What to work on:
The answer must consist of each line below that holds the word "Ulid", copied as it stands.

Data records:
=== Begin Enclosure ===

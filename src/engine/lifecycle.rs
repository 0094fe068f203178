use std::time::Instant;

use ulid::Ulid;

use crate::limits::*;
use crate::model::*;
use crate::notify::{Notice, NoticeKind, Notifier};
use crate::observability::{self, reason_label};

use super::error::{CancellationError, CreateError, EngineError, StoreError};
use super::validator::{Admission, Field, RejectReason, Rejection, ValidationOutcome};
use super::Engine;

impl Engine {
    /// Validate and commit a proposal.
    ///
    /// The room's write guard is held from validation through insertion,
    /// so two overlapping proposals for the same room can never both be
    /// admitted. A rejection leaves no trace; the committed interval gets a
    /// fresh id and the team chosen by permission narrowing.
    pub async fn create_reservation(
        &self,
        proposal: Proposal,
        actor: &Actor,
        now: Timestamp,
    ) -> Result<ReservedInterval, CreateError> {
        let result = self.create_inner(proposal, actor, &now).await;
        match &result {
            Ok(interval) => {
                metrics::counter!(observability::RESERVATIONS_CREATED_TOTAL).increment(1);
                tracing::info!(
                    "reserved {} on room {} for team {} ({} .. {})",
                    interval.id,
                    interval.resource_id,
                    interval.team_id,
                    interval.start.to_rfc3339(),
                    interval.end.to_rfc3339()
                );
            }
            Err(CreateError::Rejected(rejection)) => {
                metrics::counter!(
                    observability::RESERVATIONS_REJECTED_TOTAL,
                    "reason" => reason_label(&rejection.reason)
                )
                .increment(1);
                tracing::debug!("proposal by {} rejected: {rejection}", actor.user_id);
            }
            Err(CreateError::Engine(e)) => tracing::warn!("reservation not stored: {e}"),
        }
        result
    }

    async fn create_inner(
        &self,
        proposal: Proposal,
        actor: &Actor,
        now: &Timestamp,
    ) -> Result<ReservedInterval, CreateError> {
        self.precheck(&proposal, now)?;
        let rs = self.store.get_resource(&proposal.resource_id).ok_or_else(|| {
            Rejection::new(RejectReason::NotFound(proposal.resource_id), Field::Resource)
        })?;

        let lock_start = Instant::now();
        let mut guard = rs.write().await;
        let result = self.commit_locked(&mut guard, proposal, actor, now).await;
        drop(guard);
        metrics::histogram!(observability::CREATE_LOCK_SECONDS)
            .record(lock_start.elapsed().as_secs_f64());
        result
    }

    async fn commit_locked(
        &self,
        rs: &mut ResourceState,
        proposal: Proposal,
        actor: &Actor,
        now: &Timestamp,
    ) -> Result<ReservedInterval, CreateError> {
        let admission = self.admit(&proposal, actor, rs, now, None)?;
        if rs.intervals.len() >= MAX_INTERVALS_PER_RESOURCE {
            return Err(Rejection::new(
                RejectReason::LimitExceeded("too many reservations on room"),
                Field::Resource,
            )
            .into());
        }
        let interval = ReservedInterval {
            id: Ulid::new(),
            resource_id: rs.id,
            team_id: admission.team_id,
            requester_id: proposal.requester_id,
            start: proposal.start,
            end: proposal.end,
            note: proposal.note.clone(),
        };

        match self.store.insert_locked(rs, interval.clone()) {
            Ok(()) => {}
            Err(StoreError::InsertConflict(ids)) => {
                // Second line of defense disagreed with the validator: ask once more.
                self.admit(&proposal, actor, rs, now, None)?;
                return Err(Rejection::new(RejectReason::Conflict(ids), Field::Window).into());
            }
            Err(StoreError::Duplicate(id)) => return Err(EngineError::AlreadyExists(id).into()),
            Err(StoreError::NotFound(id)) => return Err(EngineError::NotFound(id).into()),
        }

        let event = Event::ReservationCreated {
            interval: interval.clone(),
        };
        if let Err(e) = self.wal_append(&event).await {
            let _ = self.store.remove_locked(rs, interval.id);
            return Err(e.into());
        }
        self.notify.send(rs.id, &event);
        Ok(interval)
    }

    /// Run the full rule set without committing. `exclude_id` lets an edit
    /// preview ignore the reservation being edited.
    pub async fn check_reservation(
        &self,
        proposal: &Proposal,
        actor: &Actor,
        now: &Timestamp,
        exclude_id: Option<Ulid>,
    ) -> ValidationOutcome {
        if let Err(rejection) = self.precheck(proposal, now) {
            return ValidationOutcome::Rejected(rejection);
        }
        let Some(rs) = self.store.get_resource(&proposal.resource_id) else {
            return ValidationOutcome::Rejected(Rejection::new(
                RejectReason::NotFound(proposal.resource_id),
                Field::Resource,
            ));
        };
        let guard = rs.read().await;
        self.admit(proposal, actor, &guard, now, exclude_id).into()
    }

    /// Temporal rules first, so a malformed window is reported before any
    /// size limit.
    fn precheck(&self, proposal: &Proposal, now: &Timestamp) -> Result<(), Rejection> {
        self.validator
            .check_window(&proposal.start, &proposal.end, now)?;
        check_note(proposal)
    }

    /// Validator rules plus the directory lookup they cannot do themselves.
    fn admit(
        &self,
        proposal: &Proposal,
        actor: &Actor,
        rs: &ResourceState,
        now: &Timestamp,
        exclude_id: Option<Ulid>,
    ) -> Result<Admission, Rejection> {
        let admission = self.validator.check(proposal, actor, rs, now, exclude_id)?;
        if actor.manages_everything() && !self.teams.contains_key(&admission.team_id) {
            return Err(Rejection::new(
                RejectReason::NotFound(admission.team_id),
                Field::Team,
            ));
        }
        Ok(admission)
    }

    /// Remove a reservation and tell its team.
    ///
    /// The removal is logged and applied under the room's write guard; the
    /// guard is released before the notifier runs, and a failed notice
    /// never brings the reservation back.
    pub async fn cancel_reservation(
        &self,
        id: Ulid,
        actor: &Actor,
        notifier: &dyn Notifier,
    ) -> Result<ReservedInterval, CancellationError> {
        let resource_id = self
            .store
            .resource_for(&id)
            .ok_or(CancellationError::NotFound(id))?;
        let rs = self
            .store
            .get_resource(&resource_id)
            .ok_or(CancellationError::NotFound(id))?;
        let mut guard = rs.write().await;
        // A concurrent cancel may have won the lock first.
        let interval = guard
            .get_interval(id)
            .cloned()
            .ok_or(CancellationError::NotFound(id))?;
        if !actor.manages_team(interval.team_id) {
            tracing::debug!("{} may not cancel {id}", actor.user_id);
            return Err(CancellationError::PermissionDenied);
        }

        let event = Event::ReservationCancelled { id, resource_id };
        self.persist_and_apply(resource_id, &mut guard, &event).await?;
        let room_name = guard.name.clone();
        drop(guard);

        self.reminded.remove(&id);
        metrics::counter!(observability::RESERVATIONS_CANCELLED_TOTAL).increment(1);
        tracing::info!("cancelled {id} on room {resource_id} by {}", actor.user_id);

        let notice = Notice {
            kind: NoticeKind::Cancelled,
            reservation: interval.clone(),
            room_name,
            recipients: self.team_members(interval.team_id),
        };
        self.deliver(notifier, &notice).await;
        Ok(interval)
    }

    /// Hand a notice to the notifier. Failures are logged and counted only.
    pub async fn deliver(&self, notifier: &dyn Notifier, notice: &Notice) -> bool {
        if notice.recipients.is_empty() {
            tracing::debug!("no recipients for notice on {}", notice.reservation.id);
            return false;
        }
        match notifier.send(notice).await {
            Ok(()) => true,
            Err(e) => {
                let kind = match notice.kind {
                    NoticeKind::Cancelled => "cancelled",
                    NoticeKind::Reminder => "reminder",
                };
                metrics::counter!(observability::NOTIFICATIONS_FAILED_TOTAL, "kind" => kind)
                    .increment(1);
                tracing::warn!("{kind} notice for {} not delivered: {e}", notice.reservation.id);
                false
            }
        }
    }
}

fn check_note(proposal: &Proposal) -> Result<(), Rejection> {
    match &proposal.note {
        Some(note) if note.len() > MAX_NOTE_LEN => Err(Rejection::new(
            RejectReason::LimitExceeded("note too long"),
            Field::Note,
        )),
        _ => Ok(()),
    }
}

=== End Enclosure ===

Result:
use ulid::Ulid;
            id: Ulid::new(),
        exclude_id: Option<Ulid>,
        exclude_id: Option<Ulid>,
        id: Ulid,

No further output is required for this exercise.